Supreme Court To Review Text Message Case

According to an article in the Washington Post, the United States Supreme Court has decided to review a case that raises the issue of am employer’s ability to monitor text messages sent by employees. The case, Quon v. Arch Wireless Operating Co, arose from a personnel matter involving police in the California city of Ontario. Three police officers and another employee there complained that the city illegally reviewed text messages that they’d sent and received. Some were sexually explicit (no Tiger jokes please). The Ninth Circuit Court of Appeals found that the employees had a “reasonable expectation of privacy” in the text messages. Apparently, the Supreme Court wants to weigh in. It probably does not come as a big shock that employers can monitor employee use of company computer systems.
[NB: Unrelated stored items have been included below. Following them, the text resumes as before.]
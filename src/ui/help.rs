//! Help overlay rendering.
//!
//! Displays keyboard shortcuts and commands in a modal overlay.

use ratatui::layout::{Constraint, Direction, Layout};
use ratatui::style::{Color, Modifier, Style};
use ratatui::text::{Line, Span};
use ratatui::widgets::{Block, Borders, Clear, Paragraph};
use ratatui::Frame;

use super::centered_rect;

/// Key binding entry for the help display.
struct KeyBinding {
    key: &'static str,
    description: &'static str,
}

const GENERAL_BINDINGS: &[KeyBinding] = &[
    KeyBinding {
        key: "F1 / ?",
        description: "Toggle this help (? outside the URL input)",
    },
    KeyBinding {
        key: "Ctrl+C / Ctrl+Q",
        description: "Quit",
    },
    KeyBinding {
        key: "Tab",
        description: "Cycle focus between panels",
    },
    KeyBinding {
        key: "F2",
        description: "Sheet settings",
    },
    KeyBinding {
        key: "F5",
        description: "Reload history",
    },
];

const CONVERT_BINDINGS: &[KeyBinding] = &[
    KeyBinding {
        key: "(type)",
        description: "Edit the media URL",
    },
    KeyBinding {
        key: "Enter",
        description: "Convert link / Stop conversion",
    },
    KeyBinding {
        key: "Esc",
        description: "Stop conversion",
    },
    KeyBinding {
        key: "Ctrl+U",
        description: "Clear the URL",
    },
    KeyBinding {
        key: "Ctrl+D",
        description: "Toggle CUDA / CPU",
    },
    KeyBinding {
        key: "Ctrl+V",
        description: "View sheet of last result",
    },
];

const HISTORY_BINDINGS: &[KeyBinding] = &[
    KeyBinding {
        key: "k / Up",
        description: "Previous entry",
    },
    KeyBinding {
        key: "j / Down",
        description: "Next entry",
    },
    KeyBinding {
        key: "Enter",
        description: "Open sheet",
    },
    KeyBinding {
        key: "d / Delete",
        description: "Delete entry",
    },
    KeyBinding {
        key: "o",
        description: "Upload a MIDI file",
    },
];

const VIEWER_BINDINGS: &[KeyBinding] = &[
    KeyBinding {
        key: "k / j",
        description: "Scroll line",
    },
    KeyBinding {
        key: "PgUp / PgDn",
        description: "Scroll page",
    },
    KeyBinding {
        key: "m",
        description: "Toggle auto / multi transpose",
    },
    KeyBinding {
        key: "t",
        description: "Show transpose shifts",
    },
    KeyBinding {
        key: "s",
        description: "Save sheet text",
    },
    KeyBinding {
        key: "e",
        description: "Export coloured HTML",
    },
    KeyBinding {
        key: "Esc",
        description: "Close viewer",
    },
];

/// Renders the help overlay.
///
/// # Arguments
///
/// * `frame` - The frame to render to
/// * `scroll` - Vertical scroll offset
pub fn render_help(frame: &mut Frame, scroll: u16) {
    let area = centered_rect(70, 80, frame.area());

    frame.render_widget(Clear, area);

    let block = Block::default()
        .title(" Help - Keyboard Shortcuts ")
        .borders(Borders::ALL)
        .border_style(Style::default().fg(Color::Cyan));

    let inner = block.inner(area);
    frame.render_widget(block, area);

    let chunks = Layout::default()
        .direction(Direction::Vertical)
        .constraints([
            Constraint::Min(1),    // Scrollable content
            Constraint::Length(1), // Fixed footer
        ])
        .split(inner);

    let mut lines: Vec<Line<'static>> = Vec::new();

    let section_style = Style::default()
        .fg(Color::Yellow)
        .add_modifier(Modifier::BOLD | Modifier::UNDERLINED);
    let key_style = Style::default()
        .fg(Color::Cyan)
        .add_modifier(Modifier::BOLD);
    let desc_style = Style::default().fg(Color::White);

    fn add_section(
        lines: &mut Vec<Line<'static>>,
        title: &'static str,
        bindings: &[KeyBinding],
        section_style: Style,
        key_style: Style,
        desc_style: Style,
    ) {
        lines.push(Line::from(Span::styled(title, section_style)));
        for binding in bindings {
            lines.push(Line::from(vec![
                Span::styled(format!("{:17}", binding.key), key_style),
                Span::styled(binding.description, desc_style),
            ]));
        }
        lines.push(Line::from(""));
    }

    add_section(
        &mut lines,
        "General",
        GENERAL_BINDINGS,
        section_style,
        key_style,
        desc_style,
    );
    add_section(
        &mut lines,
        "Convert",
        CONVERT_BINDINGS,
        section_style,
        key_style,
        desc_style,
    );
    add_section(
        &mut lines,
        "History",
        HISTORY_BINDINGS,
        section_style,
        key_style,
        desc_style,
    );
    add_section(
        &mut lines,
        "Sheet Viewer",
        VIEWER_BINDINGS,
        section_style,
        key_style,
        desc_style,
    );

    let help_text = Paragraph::new(lines).scroll((scroll, 0));
    frame.render_widget(help_text, chunks[0]);

    let footer = Paragraph::new(Line::from(Span::styled(
        "Scroll: Up/Down/j/k  |  Close: F1/?/Esc",
        Style::default()
            .fg(Color::DarkGray)
            .add_modifier(Modifier::ITALIC),
    )));
    frame.render_widget(footer, chunks[1]);
}
//! Transpose header extraction.

use super::colorize::TRANSPOSE_PREFIX;

/// Collects the value of every `Transpose by: <n>` header in the sheet.
///
/// Used in multi-transpose mode, where the backend emits one section per
/// transposition and the player needs the list of shifts. Headers whose
/// value does not parse are skipped.
pub fn extract_transposes(text: &str) -> Vec<i32> {
    text.lines()
        .filter_map(|line| {
            let rest = line.trim().strip_prefix(TRANSPOSE_PREFIX)?;
            let token = rest.split_whitespace().next()?;
            token.parse::<i32>().ok()
        })
        .collect()
}

#[cfg(test)]
mod tests {
    use super::*;

    #[test]
    fn test_extract_transposes() {
        let text = "Transpose by: +2\n\nabc\nTranspose by: -3\n\ndef\n  Transpose by: 0";
        assert_eq!(extract_transposes(text), vec![2, -3, 0]);
    }

    #[test]
    fn test_extract_skips_malformed() {
        assert!(extract_transposes("Transpose by: up\nTranspose by:").is_empty());
        assert!(extract_transposes("").is_empty());
    }
}
//! Blocking HTTP implementation of [`Api`].

use super::types::{
    ErrorBody, HistoryEntry, SheetText, SheetsResponse, StatusPayload, TaskCreated, TaskId,
    UploadResponse,
};
use super::{Api, ApiError, ConvertRequest};
use crate::settings::SheetsSettings;
use serde::de::DeserializeOwned;
use serde::Serialize;
use serde_json::json;
use std::path::Path;
use std::time::Duration;
use tracing::debug;

/// Backend address used when neither `--server` nor `SHEETTUI_SERVER` is set.
pub const DEFAULT_SERVER: &str = "http://127.0.0.1:5000";

/// Multipart boundary for MIDI uploads. Never appears in a MIDI header chunk.
const UPLOAD_BOUNDARY: &str = "----sheettui-upload-7f3a91c2";

/// Talks to the backend over HTTP with a shared `ureq` agent.
pub struct HttpApi {
    agent: ureq::Agent,
    base: String,
}

impl HttpApi {
    /// Creates a client for the backend at `base` (e.g. `http://127.0.0.1:5000`).
    pub fn new(base: impl Into<String>) -> Self {
        let agent = ureq::AgentBuilder::new()
            .timeout_connect(Duration::from_secs(5))
            .timeout_read(Duration::from_secs(120))
            .timeout_write(Duration::from_secs(30))
            .build();
        let base = base.into().trim_end_matches('/').to_string();
        Self { agent, base }
    }

    /// The base URL requests are sent to.
    pub fn base(&self) -> &str {
        &self.base
    }

    fn url(&self, path: &str) -> String {
        format!("{}{}", self.base, path)
    }

    /// Runs a request and returns the response body as text.
    ///
    /// Non-2xx responses become [`ApiError::Status`] carrying the backend's
    /// `error` field, or the raw body when there is none.
    fn send(
        &self,
        request: ureq::Request,
        call: impl FnOnce(ureq::Request) -> Result<ureq::Response, ureq::Error>,
    ) -> Result<String, ApiError> {
        let url = request.url().to_string();
        match call(request) {
            Ok(resp) => resp.into_string().map_err(ApiError::Io),
            Err(ureq::Error::Status(code, resp)) => {
                let text = resp.into_string().unwrap_or_default();
                let message = serde_json::from_str::<ErrorBody>(&text)
                    .ok()
                    .and_then(|body| body.error)
                    .unwrap_or_else(|| {
                        if text.trim().is_empty() {
                            format!("HTTP {}", code)
                        } else {
                            text.trim().to_string()
                        }
                    });
                debug!(%url, code, %message, "backend returned error status");
                Err(ApiError::Status { code, message })
            }
            Err(err) => Err(ApiError::Transport(err.to_string())),
        }
    }

    fn get_json<T: DeserializeOwned>(&self, request: ureq::Request) -> Result<T, ApiError> {
        let body = self.send(request, |req| req.call())?;
        decode(&body)
    }

    fn post_json<B: Serialize, T: DeserializeOwned>(
        &self,
        path: &str,
        body: &B,
    ) -> Result<T, ApiError> {
        let payload = serde_json::to_string(body).map_err(|e| ApiError::Decode(e.to_string()))?;
        let request = self
            .agent
            .post(&self.url(path))
            .set("Content-Type", "application/json");
        let text = self.send(request, |req| req.send_string(&payload))?;
        decode(&text)
    }
}

fn decode<T: DeserializeOwned>(body: &str) -> Result<T, ApiError> {
    serde_json::from_str(body).map_err(|e| ApiError::Decode(e.to_string()))
}

/// Builds a `multipart/form-data` body with a single `file` part.
fn multipart_body(filename: &str, contents: &[u8]) -> Vec<u8> {
    let mut body = Vec::with_capacity(contents.len() + 256);
    body.extend_from_slice(format!("--{}\r\n", UPLOAD_BOUNDARY).as_bytes());
    body.extend_from_slice(
        format!(
            "Content-Disposition: form-data; name=\"file\"; filename=\"{}\"\r\n",
            filename.replace('"', "_")
        )
        .as_bytes(),
    );
    body.extend_from_slice(b"Content-Type: audio/midi\r\n\r\n");
    body.extend_from_slice(contents);
    body.extend_from_slice(format!("\r\n--{}--\r\n", UPLOAD_BOUNDARY).as_bytes());
    body
}

impl Api for HttpApi {
    fn create_task(&self, request: &ConvertRequest) -> Result<TaskId, ApiError> {
        let created: TaskCreated = self.post_json("/api/convert", request)?;
        debug!(task_id = %created.task_id, "conversion task created");
        Ok(created.task_id)
    }

    fn task_status(&self, task_id: &TaskId) -> Result<StatusPayload, ApiError> {
        let request = self
            .agent
            .get(&self.url(&format!("/api/status/{}", task_id)));
        self.get_json(request)
    }

    fn stop_task(&self, task_id: &TaskId) -> Result<(), ApiError> {
        let request = self
            .agent
            .post(&self.url(&format!("/api/stop/{}", task_id)));
        self.send(request, |req| req.call())?;
        Ok(())
    }

    fn convert_to_sheets(
        &self,
        midi_filename: &str,
        settings: &SheetsSettings,
    ) -> Result<SheetText, ApiError> {
        let body = json!({
            "midi_filename": midi_filename,
            "settings": settings,
        });
        let resp: SheetsResponse = self.post_json("/api/convert-to-sheets", &body)?;
        if !resp.success {
            return Err(ApiError::Rejected(
                resp.error
                    .unwrap_or_else(|| "Sheet conversion failed".to_string()),
            ));
        }
        Ok(SheetText {
            text: resp.sheet_text.unwrap_or_default(),
            sheets_filename: resp.sheets_filename,
        })
    }

    fn upload_midi(&self, path: &Path) -> Result<String, ApiError> {
        let contents = std::fs::read(path)?;
        let filename = path
            .file_name()
            .and_then(|n| n.to_str())
            .unwrap_or("upload.mid");
        let body = multipart_body(filename, &contents);
        let request = self.agent.post(&self.url("/api/upload-midi")).set(
            "Content-Type",
            &format!("multipart/form-data; boundary={}", UPLOAD_BOUNDARY),
        );
        let text = self.send(request, |req| req.send_bytes(&body))?;
        let uploaded: UploadResponse = decode(&text)?;
        Ok(uploaded.midi_filename)
    }

    fn history(&self, limit: usize) -> Result<Vec<HistoryEntry>, ApiError> {
        let request = self
            .agent
            .get(&self.url("/api/history"))
            .query("limit", &limit.to_string());
        self.get_json(request)
    }

    fn delete_history(&self, timestamp: f64) -> Result<(), ApiError> {
        let _: serde_json::Value =
            self.post_json("/api/history/delete", &json!({ "timestamp": timestamp }))?;
        Ok(())
    }

    fn load_settings(&self) -> Result<Option<SheetsSettings>, ApiError> {
        let request = self.agent.get(&self.url("/api/settings"));
        let value: serde_json::Value = self.get_json(request)?;
        match &value {
            serde_json::Value::Object(map) if map.is_empty() => Ok(None),
            serde_json::Value::Object(_) => serde_json::from_value(value)
                .map(Some)
                .map_err(|e| ApiError::Decode(e.to_string())),
            _ => Ok(None),
        }
    }

    fn save_settings(&self, settings: &SheetsSettings) -> Result<(), ApiError> {
        let _: serde_json::Value = self.post_json("/api/settings", settings)?;
        Ok(())
    }

    fn health(&self) -> Result<(), ApiError> {
        let request = self.agent.get(&self.url("/api/health"));
        self.send(request, |req| req.call())?;
        Ok(())
    }
}
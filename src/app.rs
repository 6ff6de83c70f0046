//! Application state and event handling.
//!
//! This module defines the main application state that ties the conversion
//! controller, the background API worker, the history list and the sheet
//! viewer to the TUI.

use crate::api::{
    Api, ApiError, ApiReply, ApiRequest, ApiWorker, ConversionResult, Device, SheetText,
};
use crate::conversion::{ControllerEvent, ConversionSource, Effect, TaskController};
use crate::history::{entry_for_result, HistoryList, MAX_HISTORY_ENTRIES};
use crate::midi::{check_midi_file, is_midi_path};
use crate::settings::{SheetsSettings, TransposeMode, SETTING_FIELDS};
use crate::sheets::{extract_transposes, layout_sheet, SheetLayout};
use anyhow::{Context, Result};
use std::path::{Path, PathBuf};
use std::sync::Arc;
use std::time::{Duration, Instant};
use tracing::{debug, info, warn};

/// How long status messages stay visible.
const STATUS_TIMEOUT: Duration = Duration::from_secs(3);

/// Which panel receives keyboard input.
#[derive(Debug, Clone, Copy, PartialEq, Eq, Default)]
pub enum Focus {
    /// The media URL input and convert buttons.
    #[default]
    Input,
    History,
    Viewer,
}

impl Focus {
    /// Next panel in Tab order. The viewer is only reachable while open.
    pub fn next(self, viewer_open: bool) -> Self {
        match self {
            Focus::Input => Focus::History,
            Focus::History if viewer_open => Focus::Viewer,
            Focus::History | Focus::Viewer => Focus::Input,
        }
    }
}

/// State of the sheet viewer panel.
#[derive(Debug, Clone, Default)]
pub struct SheetViewerState {
    /// Whether the viewer is shown.
    pub open: bool,
    /// Backend name of the MIDI file being viewed.
    pub midi_filename: Option<String>,
    /// Heading shown above the sheet.
    pub title: String,
    /// Last sheet text received for the current file and mode.
    pub sheet: Option<SheetText>,
    /// Coloured layout of `sheet`.
    pub layout: SheetLayout,
    /// Values of the sheet's `Transpose by:` headers.
    pub transposes: Vec<i32>,
    pub mode: TransposeMode,
    /// A sheet request is outstanding.
    pub loading: bool,
    pub error: Option<String>,
    /// Vertical scroll offset in lines.
    pub scroll: u16,
    /// Rows available for the sheet (updated during rendering).
    pub visible_rows: u16,
    /// Show the transposes line under the title.
    pub show_transposes: bool,
}

impl SheetViewerState {
    fn max_scroll(&self) -> u16 {
        u16::try_from(self.layout.lines.len())
            .unwrap_or(u16::MAX)
            .saturating_sub(self.visible_rows.max(1))
    }
}

/// State for the MIDI file browser dialog.
#[derive(Debug, Clone)]
pub struct FileBrowserState {
    /// Whether the browser is open.
    pub open: bool,
    /// Current directory path.
    pub current_dir: PathBuf,
    /// Directories first, then MIDI files.
    pub entries: Vec<PathBuf>,
    /// Currently selected index.
    pub selected: usize,
    /// Scroll offset for long lists.
    pub scroll: usize,
}

impl Default for FileBrowserState {
    fn default() -> Self {
        Self {
            open: false,
            current_dir: std::env::current_dir().unwrap_or_default(),
            entries: Vec::new(),
            selected: 0,
            scroll: 0,
        }
    }
}

/// Lists `dir` for the file browser: a `..` entry when there is a parent,
/// then subdirectories, then `.mid`/`.midi` files, each sorted.
pub fn list_midi_dir(dir: &Path) -> Vec<PathBuf> {
    let mut entries = Vec::new();
    if dir.parent().is_some() {
        entries.push(PathBuf::from(".."));
    }

    if let Ok(read) = std::fs::read_dir(dir) {
        let mut dirs: Vec<PathBuf> = Vec::new();
        let mut files: Vec<PathBuf> = Vec::new();

        for entry in read.flatten() {
            let path = entry.path();
            if path.is_dir() {
                dirs.push(path);
            } else if is_midi_path(&path) {
                files.push(path);
            }
        }

        dirs.sort();
        files.sort();
        entries.extend(dirs);
        entries.extend(files);
    }

    entries
}

/// State for the sheet settings dialog.
#[derive(Debug, Clone, Default)]
pub struct SettingsDialogState {
    /// Whether the dialog is open.
    pub open: bool,
    /// Index into [`SETTING_FIELDS`].
    pub selected: usize,
    /// Edited copy, applied on confirm.
    pub draft: SheetsSettings,
}

/// A modal message that must be dismissed.
#[derive(Debug, Clone, PartialEq, Eq)]
pub struct Alert {
    pub title: String,
    pub message: String,
}

impl Alert {
    pub fn error(message: impl Into<String>) -> Self {
        Self {
            title: "Error".to_string(),
            message: message.into(),
        }
    }
}

/// Main application state.
pub struct App {
    /// Backend base URL, shown in the header.
    pub server: String,
    /// Device sent with new conversions.
    pub device: Device,
    /// Contents of the media URL input.
    pub url_input: String,
    /// Currently focused panel.
    pub focus: Focus,
    /// Conversion state machine.
    pub controller: TaskController,
    /// Background thread running backend requests.
    worker: ApiWorker,
    /// Conversion history.
    pub history: HistoryList,
    /// Rows available in the history panel (updated during rendering).
    pub history_rows: usize,
    /// Result of the last finished conversion.
    pub last_result: Option<ConversionResult>,
    /// Sheet viewer state.
    pub viewer: SheetViewerState,
    /// Sheet settings sent with every sheet request.
    pub settings: SheetsSettings,
    /// Settings dialog state.
    pub settings_dialog: SettingsDialogState,
    /// MIDI upload browser state.
    pub file_browser: FileBrowserState,
    /// Modal message, if any.
    pub alert: Option<Alert>,
    /// Status message to display.
    pub status_message: Option<(String, Instant)>,
    /// Whether the help overlay is visible.
    pub show_help: bool,
    /// Help menu scroll offset.
    pub help_scroll: u16,
    /// Result of the last health check; None until it answers.
    pub backend_online: Option<bool>,
}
But one tricky issue in the Quon case is that text messages are different than e-mail messages. Unlike e-mail, text messages never pass through a corporate communications network; always are stored with a third party provider; and often are transmitted via personal cell phones. So it’s not exactly like the employer is monitoring its own equipment. And the employer’s right to monitor, under applicable federal statutes, is tied to the fact that it owns the equipment. So, the statute by its terms probably doesn’t apply to text messages. Indeed, Arch Wireless, the text messaging service, was a party to the proceedings because it turned its records over to the employer. Regardless of what the Supreme Court does with the case, smart employers are dealing with the issue in computer use policies that recognize that text message monitoring needs to be addressed separately from e-mail.